- Given data -
BEGIN

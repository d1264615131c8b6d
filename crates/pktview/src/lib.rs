// Module layout for the pktview packet-log viewer core.

// Core model
pub mod error;
pub mod log;
pub mod unit;
pub mod decoder;

// Decode pipeline
pub mod cache;
pub mod registry;
pub mod scheduler;

// Session and its surroundings
pub mod session;
pub mod host;
pub mod conf;
pub mod protocols;
pub mod runtime;

#[cfg(test)]
mod testing;
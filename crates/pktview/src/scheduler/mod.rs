/// Background decode scheduling
///
/// One worker task drains a multi-producer queue of parse units. The
/// worker is spawned on demand by `enqueue`, stops after a run of empty
/// polls, and can be cancelled cooperatively between units.
///
/// # Lifecycle
///
/// The running flag, the current cancellation token and a restart request
/// live under one lock. `enqueue` either spawns the worker or records a
/// restart request; the worker re-checks the queue under that lock before
/// it stops, so an enqueue racing with shutdown is never lost and no second
/// worker is ever spawned.

pub mod context;
pub mod metrics;
mod worker;

use std::sync::Arc;

use crossbeam_channel::{Receiver, Sender};
use parking_lot::Mutex;
use tokio::runtime::Handle;
use tokio_util::sync::CancellationToken;
use tracing::{debug, info};

use crate::conf::WorkerConfig;
use crate::unit::ParseUnit;

pub use context::ActiveContext;
pub use metrics::{MetricsSnapshot, SchedulerMetrics};

/// Called on the worker after a unit's decode result was stored and the
/// unit reports itself decoded.
pub type DecodedHook = Arc<dyn Fn(&Arc<ParseUnit>) + Send + Sync>;

struct Lifecycle {
    running: bool,
    /// Token handed to the next worker run
    token: CancellationToken,
    /// An enqueue arrived while a worker was running
    restart: bool,
}

pub(crate) struct Shared {
    tx: Sender<Arc<ParseUnit>>,
    rx: Receiver<Arc<ParseUnit>>,
    lifecycle: Mutex<Lifecycle>,
    context: Arc<ActiveContext>,
    config: WorkerConfig,
    metrics: Arc<SchedulerMetrics>,
    on_decoded: Option<DecodedHook>,
}

pub struct ParsingScheduler {
    shared: Arc<Shared>,
    runtime: Handle,
}

impl ParsingScheduler {
    pub fn new(
        context: Arc<ActiveContext>,
        config: WorkerConfig,
        metrics: Arc<SchedulerMetrics>,
        on_decoded: Option<DecodedHook>,
        runtime: Handle,
    ) -> Self {
        let (tx, rx) = crossbeam_channel::unbounded();
        Self {
            shared: Arc::new(Shared {
                tx,
                rx,
                lifecycle: Mutex::new(Lifecycle {
                    running: false,
                    token: CancellationToken::new(),
                    restart: false,
                }),
                context,
                config,
                metrics,
                on_decoded,
            }),
            runtime,
        }
    }

    /// Queue `unit` for decoding. Never blocks. Returns false when the unit
    /// is already queued or being decoded; a stopped worker is still
    /// restarted if the queue holds units.
    pub fn enqueue(&self, unit: Arc<ParseUnit>) -> bool {
        if !unit.try_schedule() {
            if !self.shared.rx.is_empty() {
                self.ensure_running();
            }
            return false;
        }

        let index = unit.index();
        if let Err(err) = self.shared.tx.send(unit) {
            // Receiver lives as long as `shared`; only reachable during teardown
            err.into_inner().unschedule();
            return false;
        }

        debug!(index, "Unit queued for decoding");
        self.shared.metrics.record_enqueued();
        self.ensure_running();
        true
    }

    /// Ask the worker to stop at its next check point. Queued units stay
    /// queued until the next `enqueue` restarts the worker.
    pub fn cancel(&self) {
        let mut lifecycle = self.shared.lifecycle.lock();
        lifecycle.token.cancel();
        lifecycle.token = CancellationToken::new();
        lifecycle.restart = false;
        debug!(pending = self.shared.rx.len(), "Decode worker cancellation requested");
    }

    pub fn is_running(&self) -> bool {
        self.shared.lifecycle.lock().running
    }

    /// Units waiting in the queue
    pub fn pending(&self) -> usize {
        self.shared.rx.len()
    }

    pub fn metrics(&self) -> &Arc<SchedulerMetrics> {
        &self.shared.metrics
    }

    fn ensure_running(&self) {
        let token = {
            let mut lifecycle = self.shared.lifecycle.lock();
            if lifecycle.running {
                lifecycle.restart = true;
                return;
            }
            lifecycle.running = true;
            lifecycle.restart = false;
            lifecycle.token.clone()
        };

        self.shared.metrics.record_worker_start();
        info!(pending = self.shared.rx.len(), "Starting decode worker");
        self.runtime.spawn(worker::run(Arc::clone(&self.shared), token));
    }
}

impl Drop for ParsingScheduler {
    fn drop(&mut self) {
        self.shared.lifecycle.lock().token.cancel();
    }
}

#[derive(Debug, Clone, Copy, PartialEq, Eq)]
pub(crate) enum ExitReason {
    Idle,
    Cancelled,
}

impl Shared {
    /// Decide whether the worker keeps going after leaving its drain loop.
    /// Returns the token for the next run, or marks the worker stopped.
    fn finish(&self, reason: ExitReason, token: &CancellationToken) -> Option<CancellationToken> {
        let mut lifecycle = self.lifecycle.lock();
        let wanted = !token.is_cancelled() || lifecycle.restart;
        if wanted && !self.rx.is_empty() {
            lifecycle.restart = false;
            debug!(?reason, pending = self.rx.len(), "Decode worker resuming");
            return Some(lifecycle.token.clone());
        }

        lifecycle.running = false;
        info!(?reason, pending = self.rx.len(), "Decode worker stopped");
        None
    }
}
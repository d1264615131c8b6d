use pktview::runtime::{boot, replay};

#[tokio::main]
async fn main() -> Result<(), Box<dyn std::error::Error>> {
    boot::init_logging();
    let protocol = std::env::args().nth(1).unwrap_or_else(|| "text".to_string());
    let viewer = boot::boot()?;
    replay::replay(viewer, &protocol).await
}
//! Presentation host: the executor that owns UI-visible work.

pub mod dispatcher;

use std::sync::Arc;

use parking_lot::Mutex;
use serde::Serialize;

pub use dispatcher::ThreadDispatcher;

pub type Task = Box<dyn FnOnce() + Send + 'static>;

#[derive(Debug, Clone, Copy, PartialEq, Eq, Hash, Serialize)]
pub struct WindowHandle(pub u64);

/// Theme change forwarded verbatim from the host.
#[derive(Debug, Clone, PartialEq, Eq, Serialize)]
pub struct Style {
    pub theme: String,
}

impl Style {
    pub fn new(theme: impl Into<String>) -> Self {
        Self { theme: theme.into() }
    }
}

pub trait PresentationHost: Send + Sync {
    /// Queue `task` on the presentation thread and return immediately.
    fn post(&self, task: Task);

    /// Run `task` on the presentation thread and wait for it. Runs inline
    /// when already on that thread.
    fn invoke(&self, task: Task);

    fn window_handle(&self) -> WindowHandle;
}

/// `invoke` with a return value. `None` if the host dropped the task
/// without running it (host shut down, or the task panicked).
pub fn invoke_with<R, F>(host: &dyn PresentationHost, f: F) -> Option<R>
where
    R: Send + 'static,
    F: FnOnce() -> R + Send + 'static,
{
    let slot = Arc::new(Mutex::new(None));
    let out = Arc::clone(&slot);
    host.invoke(Box::new(move || {
        *out.lock() = Some(f());
    }));
    let result = slot.lock().take();
    result
}
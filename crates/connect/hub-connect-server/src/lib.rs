//! HTTP surface for the platform connection service.
//!
//! [`router`] maps the authorize/callback redirects and the JSON
//! connection endpoints onto a [`ConnectionService`]; [`settings`] loads the
//! server configuration the binary starts from.

pub mod routes;
pub mod settings;

pub use routes::{AppState, router};
pub use settings::Settings;

pub use hub_connect_oauth2::ConnectionService;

END

- What is required -
What is the number of lines in the data that include "struct"? Answer with that number alone.

- Written answer -
5